The 'French Flute School'
The pupils of
Claude-Paul Taffanel at the Paris Conservatoire
had a strong influence on flute-playing in early-20th-century
Europe and America where many of them held prominent
orchestral and teaching positions and made some of the
first recordings of classical repertoire.
This so-called French Flute School used metal flutes
of the modified
Boehm system by Louis
Lot and others, and a playing style that featured
a light tone and vibrato. It stood in contrast to the
mostly wooden instruments German and English flutists
played with a strong and steady sound.
By the 1930s recordings had introduced the French sound
to people all over Europe and America. Euorpean flute-making
was in decline, while American makers, led by the William
S. Haynes Co. of Boston, were building copies of Louis
Lot-style Boehm flutes. When the English firm of
Rudall, Carte & Co. closed after World War 2,
the Lot-style metal flute became the only type in regular
production all over the world.

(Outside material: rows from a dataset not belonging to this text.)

use super::ModelId;
use serde::{Deserialize, Serialize};

#[derive(Debug, Clone, PartialEq, Serialize, Deserialize)]
pub struct Explanation {
    pub model: ModelId,
    pub text: String,
}

impl Explanation {
    pub fn new(model: ModelId, text: String) -> Self {
        Self { model, text }
    }
}
use joke_app::domain::{DebugInfo, Explanation, ModelId};
use joke_errors::AppError;
use joke_ui::assets::{
    APP_CAPTION, APP_TITLE, FAVICON, JOKE_PLACEHOLDER, PAGE_TITLE, STYLES, SUBMIT_SCRIPT,
};

/// Page shown after a form submission. A fatal error replaces the form, so no
/// further request can be triggered from the page.
pub fn render_result_page(
    debug: &DebugInfo,
    joke: &str,
    outcome: Result<&Explanation, &AppError>,
) -> String {
    let outcome_html = match outcome {
        Ok(explanation) => render_explanation(explanation),
        Err(e) if e.is_warning() => render_warning(e),
        Err(e) => render_error(e),
    };
    let form_html = match outcome {
        Err(e) if e.is_fatal() => String::new(),
        _ => render_form(debug.model, joke),
    };
    render_page(debug, &form_html, &outcome_html)
}

fn render_page(debug: &DebugInfo, form_html: &str, outcome_html: &str) -> String {
    format!(r#"<!DOCTYPE html>
<html lang="en">
<head>
    <meta charset="utf-8">
    <meta name="viewport" content="width=device-width, initial-scale=1">
    <title>{page_title}</title>
    <link rel="icon" href="{favicon}">
    <style>{styles}</style>
</head>
<body>
    <main class="container">
        <div class="hero">
            <h1 class="hero__title">{app_title}</h1>
            <p class="hero__subtitle">{app_caption}</p>
        </div>
        <details class="debug">
            <summary class="debug__summary">Debug</summary>
            <pre class="debug__content">{debug_json}</pre>
        </details>
        {form_html}
        {outcome_html}
    </main>
    <script>{script}</script>
</body>
</html>"#,
        page_title = PAGE_TITLE,
        favicon = FAVICON,
        styles = STYLES,
        app_title = APP_TITLE,
        app_caption = APP_CAPTION,
        debug_json = escape_html(&debug.to_pretty_json()),
        form_html = form_html,
        outcome_html = outcome_html,
        script = SUBMIT_SCRIPT,
    )
}

fn render_form(selected: ModelId, joke: &str) -> String {
    let options: String = ModelId::ALL
        .iter()
        .map(|model| {
            let selected_attr = if *model == selected { " selected" } else { "" };
            format!(
                r#"<option value="{id}"{selected_attr}>{id}</option>"#,
                id = model.as_str(),
                selected_attr = selected_attr
            )
        })
        .collect();

    // The newline after <textarea> is dropped by the HTML parser, so a joke
    // starting with a newline keeps it.
    format!(r#"<form action="/explain" method="post" class="joke-form">
            <label class="joke-form__label" for="model">Model</label>
            <select id="model" name="model" class="joke-form__select" title="Models are hosted by GitHub Models.">{options}</select>
            <label class="joke-form__label" for="joke">Enter a joke to explain:</label>
            <textarea id="joke" name="joke" class="joke-form__textarea" rows="6" placeholder="{placeholder}">
{joke}</textarea>
            <button type="submit" class="joke-form__button">Explain Joke</button>
        </form>"#,
        options = options,
        placeholder = escape_html(JOKE_PLACEHOLDER),
        joke = escape_html(joke),
    )
}

fn render_explanation(explanation: &Explanation) -> String {
    format!(
        r#"<div class="explanation">
            <h2 class="explanation__title">Explanation</h2>
            <div class="explanation__content">{}</div>
        </div>"#,
        escape_html(&explanation.text)
    )
}

fn render_warning(error: &AppError) -> String {
    format!(
        r#"<div class="warning" role="status"><p class="warning__message">{}</p></div>"#,
        escape_html(&error.user_message())
    )
}

fn render_error(error: &AppError) -> String {
    format!(
        r#"<div class="error" role="alert"><p class="error__message">{}</p></div>"#,
        escape_html(&error.user_message())
    )
}

pub fn escape_html(text: &str) -> String {
    let mut escaped = String::with_capacity(text.len());
    for c in text.chars() {
        match c {
            '&' => escaped.push_str("&amp;"),
            '<' => escaped.push_str("&lt;"),
            '>' => escaped.push_str("&gt;"),
            '"' => escaped.push_str("&quot;"),
            '\'' => escaped.push_str("&#39;"),
            _ => escaped.push(c),
        }
    }
    escaped
}

#[cfg(test)]
mod tests {
    use super::*;

    fn debug(has_token: bool) -> DebugInfo {
        DebugInfo::new(has_token, ModelId::Gpt41)
    }

    #[test]
    fn test_escape_html() {
        assert_eq!(
            escape_html(r#"<a href="x">Tom & 'Jerry'</a>"#),
            "&lt;a href=&quot;x&quot;&gt;Tom &amp; &#39;Jerry&#39;&lt;/a&gt;"
        );
        assert_eq!(escape_html("plain text"), "plain text");
    }

    #[test]
    fn test_explanation_rendered_verbatim() {
        let explanation = Explanation::new(ModelId::Gpt41, "X".to_string());
        let html = render_result_page(&debug(true), "joke", Ok(&explanation));
        assert!(html.contains(r#"<div class="explanation__content">X</div>"#));
        assert!(!html.contains(r#"class="error""#));
    }

    #[test]
    fn test_selected_model_and_joke_are_kept() {
        let explanation = Explanation::new(ModelId::Gpt41, "X".to_string());
        let html = render_result_page(&debug(true), "a <b> joke", Ok(&explanation));
        assert!(html.contains(r#"<option value="openai/gpt-4.1" selected>"#));
        assert!(html.contains(r#"<option value="openai/gpt-4.1-mini">"#));
        assert!(html.contains("\na &lt;b&gt; joke</textarea>"));
    }

    #[test]
    fn test_warning_region_for_empty_input() {
        let html = render_result_page(&debug(true), "  ", Err(&AppError::EmptyInput));
        assert!(html.contains(r#"<p class="warning__message">Please enter a joke first.</p>"#));
        assert!(!html.contains(r#"class="explanation__content""#));
    }

    #[test]
    fn test_api_error_shows_status_and_body() {
        let err = AppError::ApiError {
            status: 404,
            body: "not found".to_string(),
        };
        let html = render_result_page(&debug(true), "joke", Err(&err));
        assert!(html.contains("GitHub Models API error 404: not found"));
        assert!(html.contains("<form"));
        assert!(!html.contains(r#"class="explanation__content""#));
    }

    #[test]
    fn test_missing_credential_hides_form() {
        let html = render_result_page(&debug(false), "joke", Err(&AppError::MissingCredential));
        assert!(html.contains("No GitHub token found."));
        assert!(html.contains("&quot;has_github_token&quot;: false"));
        assert!(!html.contains("<form"));
        assert!(!html.contains("<textarea"));
    }
}
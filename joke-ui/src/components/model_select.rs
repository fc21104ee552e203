use joke_app::domain::ModelId;
use leptos::prelude::*;

#[component]
pub fn ModelSelect(selected: ModelId) -> impl IntoView {
    view! {
        <label class="joke-form__label" for="model">"Model"</label>
        <select
            id="model"
            name="model"
            class="joke-form__select"
            title="Models are hosted by GitHub Models."
        >
            {ModelId::ALL.into_iter().map(|model| {
                view! {
                    <option value=model.as_str() selected={model == selected}>
                        {model.as_str()}
                    </option>
                }
            }).collect::<Vec<_>>()}
        </select>
    }
}
mod debug_info;
mod explanation;
mod model_id;

pub use debug_info::DebugInfo;
pub use explanation::Explanation;
pub use model_id::ModelId;
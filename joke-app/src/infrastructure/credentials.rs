use std::fmt;

/// Checked in order; the first non-empty value wins.
pub const TOKEN_ENV_VARS: [&str; 2] = ["GITHUB_TOKEN", "GITHUB_MODELS_TOKEN"];

/// Bearer credential for the GitHub Models API.
#[derive(Clone, PartialEq, Eq)]
pub struct GitHubToken(String);

impl GitHubToken {
    pub fn new(token: impl Into<String>) -> Self {
        Self(token.into())
    }

    pub fn from_env() -> Option<Self> {
        Self::from_lookup(|key| std::env::var(key).ok())
    }

    pub fn from_lookup<F>(lookup: F) -> Option<Self>
    where
        F: Fn(&str) -> Option<String>,
    {
        TOKEN_ENV_VARS
            .iter()
            .filter_map(|key| lookup(key))
            .find(|value| !value.is_empty())
            .map(Self)
    }

    pub fn expose(&self) -> &str {
        &self.0
    }
}

impl fmt::Debug for GitHubToken {
    fn fmt(&self, f: &mut fmt::Formatter<'_>) -> fmt::Result {
        f.write_str("GitHubToken(***)")
    }
}
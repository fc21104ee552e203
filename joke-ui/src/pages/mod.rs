mod home;

pub use home::{ExplainJokeFn, GetDebugInfoFn, HomePage};
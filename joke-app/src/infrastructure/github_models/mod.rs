mod client;
mod prompt;
mod types;

pub use client::{GitHubModelsClient, GITHUB_MODELS_API_BASE};
pub use prompt::SYSTEM_PROMPT;
pub use types::{ChatCompletionRequest, ChatCompletionResponse, Message};
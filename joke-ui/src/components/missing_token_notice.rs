use super::ErrorDisplay;
use joke_errors::AppError;
use leptos::prelude::*;

/// Rendered in place of the form when no credential was found at startup.
#[component]
pub fn MissingTokenNotice() -> impl IntoView {
    view! { <ErrorDisplay message=AppError::MissingCredential.user_message()/> }
}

At the same time the
school band movement gave almost all children the chance
to learn a wind instrument.
These are the main reasons why this French-influenced
instrument and playing style became the basis of a new
American-dominated International Style after c1970.
Chapter 11, 'The French Flute School', of Ardal Powell's
The Flute (Yale University
Press, 2002) contains more information on this topic.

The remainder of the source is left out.